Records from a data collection

....

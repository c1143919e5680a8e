//! Audio system using HTML media elements
//!
//! Sound is fire-and-forget: failures to load or play are logged once at
//! creation and otherwise ignored.

use web_sys::HtmlAudioElement;

/// Jump sound served next to the page
pub const JUMP_SOUND_URL: &str = "JumpSoundEffect.mp3";

/// Sound effect types
#[derive(Debug, Clone, Copy, PartialEq, Eq)]
pub enum SoundEffect {
    /// Player left the ground
    Jump,
}

/// Audio manager for the game
pub struct AudioManager {
    jump: Option<HtmlAudioElement>,
    muted: bool,
}

impl Default for AudioManager {
    fn default() -> Self {
        Self::new()
    }
}

impl AudioManager {
    pub fn new() -> Self {
        let jump = HtmlAudioElement::new_with_src(JUMP_SOUND_URL).ok();
        if jump.is_none() {
            log::warn!("Failed to create audio element - jump sound disabled");
        }
        Self { jump, muted: false }
    }

    /// Mute/unmute all audio
    pub fn set_muted(&mut self, muted: bool) {
        self.muted = muted;
    }

    /// Play a sound effect from the start, cutting off any earlier play
    pub fn play(&self, effect: SoundEffect) {
        if self.muted {
            return;
        }
        let element = match effect {
            SoundEffect::Jump => self.jump.as_ref(),
        };
        let Some(element) = element else { return };

        let _ = element.pause();
        element.set_current_time(0.0);
        // Autoplay policy may reject the promise; nothing to do about it
        let _ = element.play();
    }
}
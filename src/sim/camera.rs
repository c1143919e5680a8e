//! Horizontal follow camera

use serde::{Deserialize, Serialize};

use crate::consts::CANVAS_WIDTH;

/// Viewport offset in world units. Only scrolls horizontally.
#[derive(Debug, Clone, Copy, Default, PartialEq, Serialize, Deserialize)]
pub struct Camera {
    pub x: f32,
}

impl Camera {
    /// Center on the player, never scrolling left of the world origin
    pub fn follow(player_x: f32, viewport_width: f32) -> Self {
        Self {
            x: (player_x - viewport_width / 2.0).max(0.0),
        }
    }

    pub fn update(&mut self, player_x: f32) {
        *self = Self::follow(player_x, CANVAS_WIDTH);
    }

    /// World x to screen x
    #[inline]
    pub fn to_screen(&self, world_x: f32) -> f32 {
        world_x - self.x
    }
}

....

:: The problem ::
Set down exactly the lines beginning at the one that holds "Horizontal follow camera" and ending with the last line of the data.

:: Completed task ::
//! Horizontal follow camera

use serde::{Deserialize, Serialize};

use crate::consts::CANVAS_WIDTH;

/// Viewport offset in world units. Only scrolls horizontally.
#[derive(Debug, Clone, Copy, Default, PartialEq, Serialize, Deserialize)]
pub struct Camera {
    pub x: f32,
}

impl Camera {
    /// Center on the player, never scrolling left of the world origin
    pub fn follow(player_x: f32, viewport_width: f32) -> Self {
        Self {
            x: (player_x - viewport_width / 2.0).max(0.0),
        }
    }

    pub fn update(&mut self, player_x: f32) {
        *self = Self::follow(player_x, CANVAS_WIDTH);
    }

    /// World x to screen x
    #[inline]
    pub fn to_screen(&self, world_x: f32) -> f32 {
        world_x - self.x
    }
}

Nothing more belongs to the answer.